Omega Seiki Mobility is an Indian electric vehicle manufacturer that is developing its own line of commercial EVs primarily deployed with e-commerce for last-mile delivery. Headquartered in New Delhi, India, Omega Seiki serves as a separate business auto vertical of the Anglian Omega Group. The company's first vehicle - Rage+, was indigenously designed and developed in its manufacturing facility in Faridabad, Haryana. Launched in February 2020 at the Auto Expo 2020, Rage+ is claimed to be India's first smart electric cargo three-wheeler. Recently, the company also unveiled a refrigerated vehicle - Rage+ Frost that will assist in delivery of food and pharmaceuticals, particularly the COVID-19 vaccine.
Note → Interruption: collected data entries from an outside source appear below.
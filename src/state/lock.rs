// src/state/lock.rs

//! Advisory exclusive lock serializing access to the persisted state.
//!
//! The lock is a file created with `O_EXCL`; whoever creates it owns the
//! critical section and removes it on drop. Acquisition retries with a
//! linearly increasing sleep up to a cap. A lock file older than
//! `max_age` is presumed to belong to a crashed invocation and is broken.
//!
//! Run operations use a bounded retry budget and surface
//! [`CycleflowError::WorkflowLocked`] when it is exhausted; control
//! operations retry without bound, trading availability for correctness
//! of administrative commands.

use std::fs::{self, OpenOptions};
use std::io::Write;
use std::path::{Path, PathBuf};
use std::time::Duration;

use tracing::{debug, warn};

use crate::errors::{CycleflowError, Result};

#[derive(Debug, Clone)]
pub struct LockOptions {
    /// Retries after the first attempt; `None` = retry without bound.
    pub retries: Option<u32>,
    /// Sleep grows by this much per attempt.
    pub sleep_inc: Duration,
    pub min_sleep: Duration,
    pub max_sleep: Duration,
    /// A lock file older than this is considered stale and broken.
    pub max_age: Duration,
}

impl LockOptions {
    /// Bounded budget for `run`.
    pub fn for_run() -> Self {
        Self {
            retries: Some(1),
            sleep_inc: Duration::from_secs(2),
            min_sleep: Duration::from_secs(2),
            max_sleep: Duration::from_secs(10),
            max_age: Duration::from_secs(900),
        }
    }

    /// Unbounded retries for halt/pause/resume.
    pub fn for_control() -> Self {
        Self {
            retries: None,
            ..Self::for_run()
        }
    }
}

impl Default for LockOptions {
    fn default() -> Self {
        Self::for_run()
    }
}

/// Guard for the exclusive state lock; released on drop.
#[derive(Debug)]
pub struct LockFile {
    path: PathBuf,
}

impl LockFile {
    /// Acquire the lock at `path`, retrying per `opts`.
    pub fn acquire(path: &Path, opts: &LockOptions) -> Result<LockFile> {
        let mut attempt: u32 = 0;

        loop {
            match OpenOptions::new().write(true).create_new(true).open(path) {
                Ok(mut file) => {
                    // Contents are informational only; ownership is the
                    // file's existence.
                    let _ = writeln!(file, "{}", std::process::id());
                    debug!(path = %path.display(), "acquired state lock");
                    return Ok(LockFile {
                        path: path.to_path_buf(),
                    });
                }
                Err(e) if e.kind() == std::io::ErrorKind::AlreadyExists => {
                    if Self::break_if_stale(path, opts.max_age) {
                        continue;
                    }
                    if let Some(budget) = opts.retries {
                        if attempt >= budget {
                            return Err(CycleflowError::WorkflowLocked);
                        }
                    }
                    let sleep = (opts.min_sleep + opts.sleep_inc * attempt)
                        .min(opts.max_sleep);
                    debug!(
                        path = %path.display(),
                        attempt,
                        sleep_ms = sleep.as_millis() as u64,
                        "state lock busy, retrying"
                    );
                    std::thread::sleep(sleep);
                    attempt += 1;
                }
                Err(e) => return Err(e.into()),
            }
        }
    }

    /// Remove a lock file whose age exceeds `max_age`. Returns whether
    /// the lock was broken.
    fn break_if_stale(path: &Path, max_age: Duration) -> bool {
        let age = fs::metadata(path)
            .and_then(|meta| meta.modified())
            .ok()
            .and_then(|mtime| mtime.elapsed().ok());

        match age {
            Some(age) if age > max_age => {
                warn!(
                    path = %path.display(),
                    age_secs = age.as_secs(),
                    "breaking stale state lock"
                );
                fs::remove_file(path).is_ok()
            }
            _ => false,
        }
    }
}

impl Drop for LockFile {
    fn drop(&mut self) {
        if let Err(e) = fs::remove_file(&self.path) {
            warn!(path = %self.path.display(), error = %e, "failed to remove lock file");
        }
    }
}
Going forward, Anglian is looking to invest US$300–600 million in its e-mobility venture as it is committed to build India's first global electric cargo company.

History
Anglian Omega Group collaborated with ADM Technologies in 2018 and expanded its expertise into electric vehicle mobility under a separate business entity, Omega Seiki Mobility. Omega Seiki Mobility, also known as OSM, serves as a part of the larger Anglian Omega Network. The network is a global coalition of family owned business that was founded by Satya Pal Narang in 1971. Traditionally dealing in bright bar steel since its inception, the group after achieving an eminent position in the steel market, started investing in the infrastructure segment and developed several large-scale warehousing and cold storage facilities across the country. Today, Anglian Omega has investments in various business sectors like high-tech auto components, supply chain management services, financial services, hospitality and sports, spread across multiple Asian markets as well as in Switzerland and Germany in Europe.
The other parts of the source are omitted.